Adverse Effects of RBC Transfusions: A Unifying Hypothesis

Phase 2

Completed

• Conditions: Healthy Volunteers
• Interventions: Biological: Fresh blood; Biological: Aged blood

• Registration Number: NCT00838331
• Lead Sponsor: Emory University

Brief Summary

Transfusion of red blood cells is often used in critically ill patients with low red blood cell counts to prevent disease progression and death. Recent studies suggest that the use of "aged" versus "fresh" red blood cells are associated with worse clinical outcomes. There is evidence that red blood cells work with the cells lining our blood vessels to produce a variety of substances that normally cause arteries to relax and increase blood supply. Two of these substances are called nitric oxide (NO) and endothelium-derived hyperpolarizing factor (EDHF). The investigators are trying to determine the nature of these substances in human beings when they are transfused "aged" versus "fresh" red blood cells. It is their thought that "aged" red blood cells have less of the substances (NO and EDHF) that naturally relax our arteries and further changes the blood supply. One way to determine this is to transfuse a subject's own "aged" and "fresh" red blood cells and inject substances such as L-NMMA (L-NG monomethyl arginine) and TEA (tetraethylammonium chloride), which block the production of NO and EDHF respectively, and then, study what happens to the blood flow.

There is evidence that red blood cells produce NO, which normally causes arteries to relax and increase blood supply. The investigators will try to determine the nature of NO in red blood cells and whether the amount of this substance is altered because of different blood processing and storage techniques. It is their thought that "aged" red blood cells have less NO that naturally relaxes our arteries and further changes the blood supply. This study is designed to determine the most ideal way of storing and processing blood.

Detailed Description

Transfusion of red blood cells (RBCs) is often effective at preventing morbidity and mortality in anemic patients. In contrast, recent studies indicate that some RBC components may have functional defects ("RBC storage lesions") that actually cause morbidity and mortality when transfused. For example, patients transfused with RBCs stored \>14 days have statistically worse outcomes than those receiving "fresher" RBC units. In addition to the age of stored RBCs, the volume transfused may be important. The TRICC study showed that specific patients whose transfusions were limited by a restrictive trigger (RBCs transfusions only when hemoglobin \[Hb\] \< 7 g/dL) had significantly better outcomes than those transfused with a more liberal trigger (\[Hb\] \< 10 g/dL Hb). This finding has been particularly difficult to understand since conventional wisdom suggests that an elevated \[Hb\] should be beneficial because it supports increased O2 delivery. Recipient-specific factors may also contribute to the occurrence of these adverse events. Unfortunately, these events have been difficult to investigate because up to now they have existed only as "statistical occurrences" of increased morbidity and mortality in large data sets. There are currently no clinical or laboratory methods to detect or study them in individual patients.
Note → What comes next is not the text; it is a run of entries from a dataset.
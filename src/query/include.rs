//! Fluent eager-load builder
//!
//! [`Includable`] is the entry state: [`Includable::include`] starts an
//! eager-load path from the entity root and returns [`IncludePath`], which can
//! either start another independent root path (`include`) or extend the
//! current path one level deeper (`then_include`). The progression is enforced
//! by the types: `then_include` is only reachable after an `include`, and its
//! navigation is keyed off the just-included element type.
//!
//! Each call appends one [`IncludeKind`]-tagged segment; applying the builder
//! left-folds the segment list onto the query in insertion order. The kind tag
//! is a closed two-variant enum, so the dispatch is static and no invalid kind
//! can occur.

use std::any::TypeId;
use std::sync::Arc;

use uuid::Uuid;

use crate::core::entity::Entity;
use crate::core::error::StoreResult;
use crate::query::source::Query;

/// The kind of one accumulated include segment.
#[derive(Debug, Clone, Copy, PartialEq, Eq)]
pub enum IncludeKind {
    /// Starts a new eager-load path from the entity root
    Include,
    /// Extends the most recently started path one level deeper
    ThenInclude,
}

/// Read access to related entities while includes are applied.
///
/// Implemented by the context's non-tracked read view; the type-erased
/// signature keeps navigation selectors free of any context type parameter.
pub trait NavigationSource {
    /// Fetch detached clones of every row of `type_id` matching `predicate`.
    fn fetch_by(
        &self,
        type_id: TypeId,
        predicate: &mut dyn FnMut(&(dyn std::any::Any + Send + Sync)) -> bool,
    ) -> StoreResult<Vec<Box<dyn std::any::Any + Send + Sync>>>;
}

fn fetch_related<P: Entity>(
    source: &dyn NavigationSource,
    mut predicate: impl FnMut(&P) -> bool,
) -> StoreResult<Vec<P>> {
    let rows = source.fetch_by(TypeId::of::<P>(), &mut |row| {
        row.downcast_ref::<P>().is_some_and(|row| predicate(row))
    })?;

    Ok(rows
        .into_iter()
        .filter_map(|row| row.downcast::<P>().ok().map(|row| *row))
        .collect())
}

type Loader<T> = Arc<dyn Fn(&mut T, &dyn NavigationSource) -> StoreResult<()> + Send + Sync>;
type Visitor<T, P> = Arc<dyn for<'a> Fn(&'a mut T) -> Vec<&'a mut P> + Send + Sync>;

fn visitor<T, P>(
    visit: impl for<'a> Fn(&'a mut T) -> Vec<&'a mut P> + Send + Sync + 'static,
) -> Visitor<T, P> {
    Arc::new(visit)
}

/// A reusable navigation selector from a parent entity to a related one.
///
/// Pairs the loader that populates the navigation slot with a visitor that
/// yields the populated children, so a nested `then_include` can descend
/// through it. Entity types typically expose these as associated functions:
///
/// ```rust,ignore
/// impl Author {
///     fn books() -> Navigation<Author, Book> {
///         Navigation::to_many(|b: &Book| Some(b.author_id), |a| &mut a.books)
///     }
/// }
/// ```
pub struct Navigation<T: Entity, P: Entity> {
    load: Loader<T>,
    visit: Visitor<T, P>,
}

impl<T: Entity, P: Entity> Navigation<T, P> {
    /// A to-one navigation: the parent carries the foreign key and an
    /// `Option<P>` slot.
    pub fn to_one(
        foreign_key: impl Fn(&T) -> Option<Uuid> + Send + Sync + 'static,
        slot: impl for<'a> Fn(&'a mut T) -> &'a mut Option<P> + Send + Sync + 'static,
    ) -> Self {
        let slot: Arc<dyn for<'a> Fn(&'a mut T) -> &'a mut Option<P> + Send + Sync> =
            Arc::new(slot);

        let load_slot = Arc::clone(&slot);
        let load: Loader<T> = Arc::new(move |parent, source| {
            let related = match foreign_key(parent) {
                Some(id) => fetch_related::<P>(source, |candidate| candidate.id() == id)?.pop(),
                None => None,
            };

            *load_slot(parent) = related;

            Ok(())
        });

        let visit = visitor(move |parent: &mut T| slot(parent).as_mut().into_iter().collect());

        Self { load, visit }
    }

    /// A to-many navigation: each child carries a foreign key back to the
    /// parent, which holds a `Vec<P>` slot.
    pub fn to_many(
        child_key: impl Fn(&P) -> Option<Uuid> + Send + Sync + 'static,
        slot: impl for<'a> Fn(&'a mut T) -> &'a mut Vec<P> + Send + Sync + 'static,
    ) -> Self {
        let slot: Arc<dyn for<'a> Fn(&'a mut T) -> &'a mut Vec<P> + Send + Sync> = Arc::new(slot);

        let load_slot = Arc::clone(&slot);
        let load: Loader<T> = Arc::new(move |parent, source| {
            let parent_id = parent.id();
            *load_slot(parent) =
                fetch_related::<P>(source, |candidate| child_key(candidate) == Some(parent_id))?;

            Ok(())
        });

        let visit = visitor(move |parent: &mut T| slot(parent).iter_mut().collect());

        Self { load, visit }
    }
}

struct IncludeSegment<T> {
    kind: IncludeKind,
    load: Loader<T>,
}

/// The type-erased, fully accumulated include list a repository applies.
pub(crate) struct IncludeList<T> {
    segments: Vec<IncludeSegment<T>>,
}

impl<T: Entity> IncludeList<T> {
    /// Left-fold every segment onto the query, loading each row's navigation
    /// from `source`.
    pub(crate) fn apply(
        &self,
        mut query: Query<T>,
        source: &dyn NavigationSource,
    ) -> StoreResult<IncludedQuery<T>> {
        for segment in &self.segments {
            tracing::trace!(kind = ?segment.kind, "applying include segment");

            for row in query.items_mut() {
                (segment.load)(row, source)?;
            }
        }

        Ok(IncludedQuery { query })
    }
}

/// Entry state of the eager-load builder.
pub struct Includable<T: Entity> {
    list: IncludeList<T>,
}

impl<T: Entity> Includable<T> {
    pub fn new() -> Self {
        Self {
            list: IncludeList {
                segments: Vec::new(),
            },
        }
    }

    /// Start an eager-load path from the entity root.
    pub fn include<P: Entity>(self, navigation: Navigation<T, P>) -> IncludePath<T, P> {
        let mut list = self.list;
        list.segments.push(IncludeSegment {
            kind: IncludeKind::Include,
            load: navigation.load,
        });

        IncludePath {
            list,
            cursor: navigation.visit,
        }
    }
}

impl<T: Entity> Default for Includable<T> {
    fn default() -> Self {
        Self::new()
    }
}

/// Builder state positioned at the tip of the most recently started path.
pub struct IncludePath<T: Entity, P: Entity> {
    list: IncludeList<T>,
    cursor: Visitor<T, P>,
}

impl<T: Entity, P: Entity> IncludePath<T, P> {
    /// Start another independent eager-load path from the entity root.
    pub fn include<Q: Entity>(self, navigation: Navigation<T, Q>) -> IncludePath<T, Q> {
        let mut list = self.list;
        list.segments.push(IncludeSegment {
            kind: IncludeKind::Include,
            load: navigation.load,
        });

        IncludePath {
            list,
            cursor: navigation.visit,
        }
    }

    /// Extend the current path one level deeper.
    ///
    /// The navigation is keyed off the just-included element type; after a
    /// to-many include the nested loader runs once per loaded child.
    pub fn then_include<Q: Entity>(self, navigation: Navigation<P, Q>) -> IncludePath<T, Q> {
        let mut list = self.list;

        let load_cursor = Arc::clone(&self.cursor);
        let child_load = navigation.load;
        let load: Loader<T> = Arc::new(move |parent, source| {
            for child in load_cursor(parent) {
                child_load(child, source)?;
            }

            Ok(())
        });

        list.segments.push(IncludeSegment {
            kind: IncludeKind::ThenInclude,
            load,
        });

        let visit_cursor = self.cursor;
        let child_visit = navigation.visit;
        let cursor = visitor(move |parent: &mut T| {
            visit_cursor(parent)
                .into_iter()
                .flat_map(|child| child_visit(child))
                .collect()
        });

        IncludePath { list, cursor }
    }

    /// Apply the accumulated includes to a query.
    pub fn apply(
        &self,
        query: Query<T>,
        source: &dyn NavigationSource,
    ) -> StoreResult<IncludedQuery<T>> {
        self.list.apply(query, source)
    }

    pub(crate) fn into_list(self) -> IncludeList<T> {
        self.list
    }
}

/// A query with its eager-load paths populated, ready to be extracted.
pub struct IncludedQuery<T> {
    query: Query<T>,
}

impl<T> IncludedQuery<T> {
    /// Extract the augmented query source.
    pub fn extract(self) -> Query<T> {
        self.query
    }
}

pub(crate) fn build<T: Entity, P: Entity>(
    expression: impl FnOnce(Includable<T>) -> IncludePath<T, P>,
) -> IncludeList<T> {
    expression(Includable::new()).into_list()
}

#[cfg(test)]
mod tests {
    use super::*;
    use chrono::{DateTime, Utc};
    use std::any::Any;

    #[derive(Clone, Debug)]
    struct Author {
        id: Uuid,
        created_at: DateTime<Utc>,
        updated_at: Option<DateTime<Utc>>,
        name: &'static str,
        books: Vec<Book>,
    }

    #[derive(Clone, Debug)]
    struct Book {
        id: Uuid,
        created_at: DateTime<Utc>,
        updated_at: Option<DateTime<Utc>>,
        author_id: Uuid,
        title: &'static str,
        reviews: Vec<Review>,
    }

    #[derive(Clone, Debug)]
    struct Review {
        id: Uuid,
        created_at: DateTime<Utc>,
        updated_at: Option<DateTime<Utc>>,
        book_id: Uuid,
        score: u8,
    }

    crate::impl_entity!(Author);
    crate::impl_entity!(Book);
    crate::impl_entity!(Review);

    fn author_books() -> Navigation<Author, Book> {
        Navigation::to_many(|b: &Book| Some(b.author_id), |a: &mut Author| &mut a.books)
    }

    fn book_reviews() -> Navigation<Book, Review> {
        Navigation::to_many(|r: &Review| Some(r.book_id), |b: &mut Book| &mut b.reviews)
    }

    struct FakeSource {
        books: Vec<Book>,
        reviews: Vec<Review>,
    }

    impl NavigationSource for FakeSource {
        fn fetch_by(
            &self,
            type_id: TypeId,
            predicate: &mut dyn FnMut(&(dyn Any + Send + Sync)) -> bool,
        ) -> StoreResult<Vec<Box<dyn Any + Send + Sync>>> {
            let mut rows: Vec<Box<dyn Any + Send + Sync>> = Vec::new();

            if type_id == TypeId::of::<Book>() {
                for book in &self.books {
                    if predicate(book) {
                        rows.push(Box::new(book.clone()));
                    }
                }
            } else if type_id == TypeId::of::<Review>() {
                for review in &self.reviews {
                    if predicate(review) {
                        rows.push(Box::new(review.clone()));
                    }
                }
            }

            Ok(rows)
        }
    }

    fn fixture() -> (Author, FakeSource) {
        let now = Utc::now();
        let author = Author {
            id: Uuid::new_v4(),
            created_at: now,
            updated_at: None,
            name: "ursula",
            books: Vec::new(),
        };
        let book = Book {
            id: Uuid::new_v4(),
            created_at: now,
            updated_at: None,
            author_id: author.id,
            title: "dispossessed",
            reviews: Vec::new(),
        };
        let review = Review {
            id: Uuid::new_v4(),
            created_at: now,
            updated_at: None,
            book_id: book.id,
            score: 5,
        };
        let stray_review = Review {
            id: Uuid::new_v4(),
            created_at: now,
            updated_at: None,
            book_id: Uuid::new_v4(),
            score: 1,
        };

        let source = FakeSource {
            books: vec![book],
            reviews: vec![review, stray_review],
        };

        (author, source)
    }

    #[test]
    fn test_include_populates_navigation() {
        let (author, source) = fixture();

        let authors = Includable::new()
            .include(author_books())
            .apply(Query::new(vec![author]), &source)
            .unwrap()
            .extract()
            .into_vec();

        assert_eq!(authors[0].books.len(), 1);
        assert_eq!(authors[0].books[0].title, "dispossessed");
        // nested navigation untouched without then_include
        assert!(authors[0].books[0].reviews.is_empty());
    }

    #[test]
    fn test_then_include_descends_one_level() {
        let (author, source) = fixture();

        let authors = Includable::new()
            .include(author_books())
            .then_include(book_reviews())
            .apply(Query::new(vec![author]), &source)
            .unwrap()
            .extract()
            .into_vec();

        let reviews = &authors[0].books[0].reviews;
        assert_eq!(reviews.len(), 1);
        assert_eq!(reviews[0].score, 5);
    }

    #[test]
    fn test_to_one_navigation() {
        #[derive(Clone, Debug)]
        struct Profile {
            id: Uuid,
            created_at: DateTime<Utc>,
            updated_at: Option<DateTime<Utc>>,
            author_id: Option<Uuid>,
            author: Option<Author>,
        }

        crate::impl_entity!(Profile);

        let (author, _) = fixture();

        struct AuthorSource {
            authors: Vec<Author>,
        }

        impl NavigationSource for AuthorSource {
            fn fetch_by(
                &self,
                type_id: TypeId,
                predicate: &mut dyn FnMut(&(dyn Any + Send + Sync)) -> bool,
            ) -> StoreResult<Vec<Box<dyn Any + Send + Sync>>> {
                let mut rows: Vec<Box<dyn Any + Send + Sync>> = Vec::new();
                if type_id == TypeId::of::<Author>() {
                    for author in &self.authors {
                        if predicate(author) {
                            rows.push(Box::new(author.clone()));
                        }
                    }
                }
                Ok(rows)
            }
        }

        let profile = Profile {
            id: Uuid::new_v4(),
            created_at: Utc::now(),
            updated_at: None,
            author_id: Some(author.id),
            author: None,
        };
        let author_source = AuthorSource {
            authors: vec![author],
        };

        let profiles = Includable::new()
            .include(Navigation::to_one(
                |p: &Profile| p.author_id,
                |p| &mut p.author,
            ))
            .apply(Query::new(vec![profile]), &author_source)
            .unwrap()
            .extract()
            .into_vec();

        assert_eq!(profiles[0].author.as_ref().unwrap().name, "ursula");
    }
}
impl<T: Entity> Repository<T> {
    pub fn new(context: Arc<DataContext>) -> Self {
        Self {
            context,
            ignore_filters: AtomicBool::new(false),
            _entity: PhantomData,
        }
    }

    /// Bypass the default query filter for all subsequent reads on this
    /// instance. The toggle is per-repository, not per-call.
    pub fn ignore_query_filters(&self) -> &Self {
        self.ignore_filters.store(true, Ordering::Relaxed);

        self
    }

    fn filters_ignored(&self) -> bool {
        self.ignore_filters.load(Ordering::Relaxed)
    }

    fn base_query(&self) -> StoreResult<Query<T>> {
        Ok(Query::new(self.context.snapshot::<T>(self.filters_ignored())?))
    }

    fn apply_includes(&self, query: Query<T>, includes: &IncludeList<T>) -> StoreResult<Query<T>> {
        let view = ContextReadView::new(&self.context, self.filters_ignored());

        Ok(includes.apply(query, &view)?.extract())
    }

    // === Mutations ===

    /// Ensure a detached instance is tracked by the current scope.
    pub async fn reattach(&self, entity: &T) -> StoreResult<()> {
        self.context.attach(entity)
    }

    /// Ensure every detached instance of the batch is tracked.
    pub async fn reattach_many(&self, entities: &[T]) -> StoreResult<()> {
        self.context.attach_many(entities)
    }

    /// Stage an insertion. Timestamps are left untouched.
    pub async fn add(&self, entity: T) -> StoreResult<()> {
        self.context.stage_insert(entity)
    }

    /// Stage a batch of insertions.
    pub async fn add_many(&self, entities: Vec<T>) -> StoreResult<()> {
        if entities.is_empty() {
            return Err(StoreError::missing_argument("entities"));
        }

        self.context.stage_insert_many(entities)
    }

    /// Reattach, stamp `updated_at` and stage an update.
    pub async fn update(&self, mut entity: T) -> StoreResult<()> {
        self.context.attach(&entity)?;
        entity.set_updated_at(self.context.clock().now_utc());

        self.context.stage_update(entity)
    }

    /// Fetch by id and stage the mutated entity; a no-op when the id does
    /// not resolve.
    pub async fn update_by_id(&self, id: Uuid, mutate: impl FnOnce(&mut T)) -> StoreResult<()> {
        if let Some(mut entity) = self.get(id).await? {
            mutate(&mut entity);
            self.update(entity).await?;
        }

        Ok(())
    }

    /// Reattach, stamp and stage a batch of updates.
    pub async fn update_many(&self, mut entities: Vec<T>) -> StoreResult<()> {
        if entities.is_empty() {
            return Err(StoreError::missing_argument("entities"));
        }

        self.context.attach_many(&entities)?;

        let now = self.context.clock().now_utc();
        for entity in &mut entities {
            entity.set_updated_at(now);
        }

        self.context.stage_update_many(entities)
    }

    /// Apply the mutation to every entity matching the predicate; a no-op
    /// when nothing matches.
    pub async fn update_where(
        &self,
        predicate: impl Fn(&T) -> bool,
        mutate: impl Fn(&mut T),
    ) -> StoreResult<()> {
        let mut entities = self.find_where(predicate).await?;

        if !entities.is_empty() {
            for entity in &mut entities {
                mutate(entity);
            }
            self.update_many(entities).await?;
        }

        Ok(())
    }

    /// Reattach and stage a removal.
    ///
    /// For soft-delete entity types the persistence layer converts the
    /// removal into a timestamped soft delete at save time.
    pub async fn delete(&self, entity: T) -> StoreResult<()> {
        self.context.attach(&entity)?;

        self.context.stage_remove(entity)
    }

    /// Reattach and stage a batch of removals.
    pub async fn delete_many(&self, entities: Vec<T>) -> StoreResult<()> {
        if entities.is_empty() {
            return Err(StoreError::missing_argument("entities"));
        }

        self.context.attach_many(&entities)?;

        self.context.stage_remove_many(entities)
    }

    /// Resolve the id and stage its removal; a no-op when the id does not
    /// resolve.
    pub async fn delete_by_id(&self, id: Uuid) -> StoreResult<()> {
        if let Some(entity) = self.get(id).await? {
            self.delete(entity).await?;
        }

        Ok(())
    }

    /// Resolve an id set and stage the removals; a no-op when none resolve.
    pub async fn delete_by_ids(&self, ids: &[Uuid]) -> StoreResult<()> {
        let entities = self.find_where(|entity| ids.contains(&entity.id())).await?;

        if !entities.is_empty() {
            self.delete_many(entities).await?;
        }

        Ok(())
    }

    /// Resolve the predicate and stage the removals; a no-op when nothing
    /// matches.
    pub async fn delete_where(&self, predicate: impl Fn(&T) -> bool) -> StoreResult<()> {
        let entities = self.find_where(predicate).await?;

        if !entities.is_empty() {
            self.delete_many(entities).await?;
        }

        Ok(())
    }

    // === Reads ===

    /// Count all entities.
    pub async fn count(&self) -> StoreResult<usize> {
        Ok(self.base_query()?.count())
    }

    /// Count the entities matching the predicate.
    pub async fn count_where(&self, predicate: impl Fn(&T) -> bool) -> StoreResult<usize> {
        Ok(self.base_query()?.filter(predicate).count())
    }

    /// Check whether any entity matches the predicate.
    pub async fn exists(&self, predicate: impl Fn(&T) -> bool) -> StoreResult<bool> {
        Ok(self.count_where(predicate).await? > 0)
    }

    /// Check whether the id resolves.
    pub async fn exists_by_id(&self, id: Uuid) -> StoreResult<bool> {
        self.exists(|entity| entity.id() == id).await
    }

    /// Get an entity by id.
    pub async fn get(&self, id: Uuid) -> StoreResult<Option<T>> {
        self.get_by(|entity| entity.id() == id).await
    }

    /// Get an entity by id with its eager-load paths populated.
    pub async fn get_with<P: Entity>(
        &self,
        id: Uuid,
        includable: impl FnOnce(Includable<T>) -> IncludePath<T, P>,
    ) -> StoreResult<Option<T>> {
        self.get_by_with(|entity| entity.id() == id, includable)
            .await
    }

    /// Get the first entity matching the predicate.
    pub async fn get_by(&self, predicate: impl Fn(&T) -> bool) -> StoreResult<Option<T>> {
        Ok(self
            .base_query()?
            .filter(predicate)
            .into_vec()
            .into_iter()
            .next())
    }

    /// Get the first entity matching the predicate, with its eager-load
    /// paths populated.
    pub async fn get_by_with<P: Entity>(
        &self,
        predicate: impl Fn(&T) -> bool,
        includable: impl FnOnce(Includable<T>) -> IncludePath<T, P>,
    ) -> StoreResult<Option<T>> {
        let matched = self.base_query()?.filter(predicate);
        let includes = include::build(includable);

        Ok(self
            .apply_includes(matched, &includes)?
            .into_vec()
            .into_iter()
            .next())
    }

    /// Find all entities.
    pub async fn find(&self) -> StoreResult<Vec<T>> {
        Ok(self.base_query()?.into_vec())
    }

    /// Find the entities matching the predicate.
    pub async fn find_where(&self, predicate: impl Fn(&T) -> bool) -> StoreResult<Vec<T>> {
        Ok(self.base_query()?.filter(predicate).into_vec())
    }

    /// Find all entities, ordered.
    pub async fn find_order_by(
        &self,
        order: impl FnOnce(OrderBy<T>) -> OrderThenBy<T>,
    ) -> StoreResult<Vec<T>> {
        let query = self.base_query()?;

        Ok(order_by::build(order).apply(query)?.extract().into_vec())
    }

    /// Find the entities matching the predicate, ordered.
    pub async fn find_where_order_by(
        &self,
        predicate: impl Fn(&T) -> bool,
        order: impl FnOnce(OrderBy<T>) -> OrderThenBy<T>,
    ) -> StoreResult<Vec<T>> {
        let query = self.base_query()?.filter(predicate);

        Ok(order_by::build(order).apply(query)?.extract().into_vec())
    }

    /// Find all entities with their eager-load paths populated.
    pub async fn find_include<P: Entity>(
        &self,
        includable: impl FnOnce(Includable<T>) -> IncludePath<T, P>,
    ) -> StoreResult<Vec<T>> {
        let query = self.base_query()?;
        let includes = include::build(includable);

        Ok(self.apply_includes(query, &includes)?.into_vec())
    }

    /// Find the entities matching the predicate, with their eager-load paths
    /// populated.
    pub async fn find_where_include<P: Entity>(
        &self,
        predicate: impl Fn(&T) -> bool,
        includable: impl FnOnce(Includable<T>) -> IncludePath<T, P>,
    ) -> StoreResult<Vec<T>> {
        let query = self.base_query()?.filter(predicate);
        let includes = include::build(includable);

        Ok(self.apply_includes(query, &includes)?.into_vec())
    }

    /// Find all entities, ordered, with their eager-load paths populated.
    pub async fn find_order_by_include<P: Entity>(
        &self,
        order: impl FnOnce(OrderBy<T>) -> OrderThenBy<T>,
        includable: impl FnOnce(Includable<T>) -> IncludePath<T, P>,
    ) -> StoreResult<Vec<T>> {
        let query = self.base_query()?;
        let ordered = order_by::build(order).apply(query)?.extract();
        let includes = include::build(includable);

        Ok(self.apply_includes(ordered, &includes)?.into_vec())
    }

    /// Find the entities matching the predicate, ordered, with their
    /// eager-load paths populated.
    pub async fn find_where_order_by_include<P: Entity>(
        &self,
        predicate: impl Fn(&T) -> bool,
        order: impl FnOnce(OrderBy<T>) -> OrderThenBy<T>,
        includable: impl FnOnce(Includable<T>) -> IncludePath<T, P>,
    ) -> StoreResult<Vec<T>> {
        let query = self.base_query()?.filter(predicate);
        let ordered = order_by::build(order).apply(query)?.extract();
        let includes = include::build(includable);

        Ok(self.apply_includes(ordered, &includes)?.into_vec())
    }

    // === Pagination ===

    /// Paginate all entities.
    pub async fn paginate(
        &self,
        current_page: usize,
        per_page: usize,
    ) -> StoreResult<PaginatedSet<T>> {
        self.base_query()?.into_paginated_set(current_page, per_page)
    }

    /// Paginate the entities matching the predicate.
    pub async fn paginate_where(
        &self,
        predicate: impl Fn(&T) -> bool,
        current_page: usize,
        per_page: usize,
    ) -> StoreResult<PaginatedSet<T>> {
        self.base_query()?
            .filter(predicate)
            .into_paginated_set(current_page, per_page)
    }

    /// Paginate all entities, ordered.
    pub async fn paginate_order_by(
        &self,
        order: impl FnOnce(OrderBy<T>) -> OrderThenBy<T>,
        current_page: usize,
        per_page: usize,
    ) -> StoreResult<PaginatedSet<T>> {
        let query = self.base_query()?;

        order_by::build(order)
            .apply(query)?
            .extract()
            .into_paginated_set(current_page, per_page)
    }

    /// Paginate the entities matching the predicate, ordered.
    pub async fn paginate_where_order_by(
        &self,
        predicate: impl Fn(&T) -> bool,
        order: impl FnOnce(OrderBy<T>) -> OrderThenBy<T>,
        current_page: usize,
        per_page: usize,
    ) -> StoreResult<PaginatedSet<T>> {
        let query = self.base_query()?.filter(predicate);

        order_by::build(order)
            .apply(query)?
            .extract()
            .into_paginated_set(current_page, per_page)
    }

    /// Paginate all entities with their eager-load paths populated.
    pub async fn paginate_include<P: Entity>(
        &self,
        includable: impl FnOnce(Includable<T>) -> IncludePath<T, P>,
        current_page: usize,
        per_page: usize,
    ) -> StoreResult<PaginatedSet<T>> {
        let query = self.base_query()?;

        self.paginate_with_includes(query, includable, current_page, per_page)
    }

    /// Paginate the entities matching the predicate, with their eager-load
    /// paths populated.
    pub async fn paginate_where_include<P: Entity>(
        &self,
        predicate: impl Fn(&T) -> bool,
        includable: impl FnOnce(Includable<T>) -> IncludePath<T, P>,
        current_page: usize,
        per_page: usize,
    ) -> StoreResult<PaginatedSet<T>> {
        let query = self.base_query()?.filter(predicate);

        self.paginate_with_includes(query, includable, current_page, per_page)
    }

    /// Paginate all entities, ordered, with their eager-load paths
    /// populated.
    pub async fn paginate_order_by_include<P: Entity>(
        &self,
        order: impl FnOnce(OrderBy<T>) -> OrderThenBy<T>,
        includable: impl FnOnce(Includable<T>) -> IncludePath<T, P>,
        current_page: usize,
        per_page: usize,
    ) -> StoreResult<PaginatedSet<T>> {
        let query = self.base_query()?;
        let ordered = order_by::build(order).apply(query)?.extract();

        self.paginate_with_includes(ordered, includable, current_page, per_page)
    }

    /// Paginate the entities matching the predicate, ordered, with their
    /// eager-load paths populated.
    pub async fn paginate_where_order_by_include<P: Entity>(
        &self,
        predicate: impl Fn(&T) -> bool,
        order: impl FnOnce(OrderBy<T>) -> OrderThenBy<T>,
        includable: impl FnOnce(Includable<T>) -> IncludePath<T, P>,
        current_page: usize,
        per_page: usize,
    ) -> StoreResult<PaginatedSet<T>> {
        let query = self.base_query()?.filter(predicate);
        let ordered = order_by::build(order).apply(query)?.extract();

        self.paginate_with_includes(ordered, includable, current_page, per_page)
    }

    /// Slice the page first, then populate includes for the page items only.
    fn paginate_with_includes<P: Entity>(
        &self,
        query: Query<T>,
        includable: impl FnOnce(Includable<T>) -> IncludePath<T, P>,
        current_page: usize,
        per_page: usize,
    ) -> StoreResult<PaginatedSet<T>> {
        let mut set = query.into_paginated_set(current_page, per_page)?;
        let includes = include::build(includable);

        let items = std::mem::take(&mut set.items);
        set.items = self.apply_includes(Query::new(items), &includes)?.into_vec();

        Ok(set)
    }
}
The microcirculation is composed of a continuum of small vessels including small arterioles, capillaries, and post-capillary venules. The microcirculation represents an actively-adjusting vascular circuit that matches blood flow (and O2 delivery) to local tissue oxygen demands. While the physiologic mechanisms that match O2 delivery to local requirements are incompletely understood, endothelium-derived nitric oxide (NO) clearly plays an important role. Interestingly, recent work has revealed that in addition to transporting O2 and CO2, the RBC also controls local NO concentrations and thus may also play a surprisingly important role in regulating blood flow in the microcirculation.

Herein, the investigators bring together previously unconnected data to propose a unifying hypothesis, centered on insufficient NO bioavailability (INOBA), to explain the increased morbidity and mortality observed in some patients following RBC transfusion. In this model, variables associated with RBC units (storage time; 2,3-DPG concentration) and transfusion recipients (endothelial dysfunction; hematocrit \[Hct\]) collectively lead to changes in NO levels in vascular beds. Under certain circumstances, these variables are "aligned" such that NO concentrations are markedly reduced, leading to vasoconstriction, decreased local blood flow and insufficient O2 delivery to end organs. Under these circumstances, the likelihood of morbidity and mortality escalates. The INOBA hypothesis is attractive because of its explanatory power and because it leads to a number of readily testable predictions, which will be investigated in the following aims:

Aim 1: To investigate the effects of blood processing and storage (using standard FDA-approved conditions) on NO production and scavenging by human RBCs/Hb in vitro. Using sensitive biochemical assays (electron spin resonance \[ESR\]) and a rat aortic ring in vitro bioassay, the investigators will test the effects of RBC storage time, leukoreduction, and irradiation on NO synthesis and/or scavenging by intact RBCs and free Hb. Modifications such as washing and rejuvenation will be investigated as possible approaches to correct abnormalities in NO bioavailability.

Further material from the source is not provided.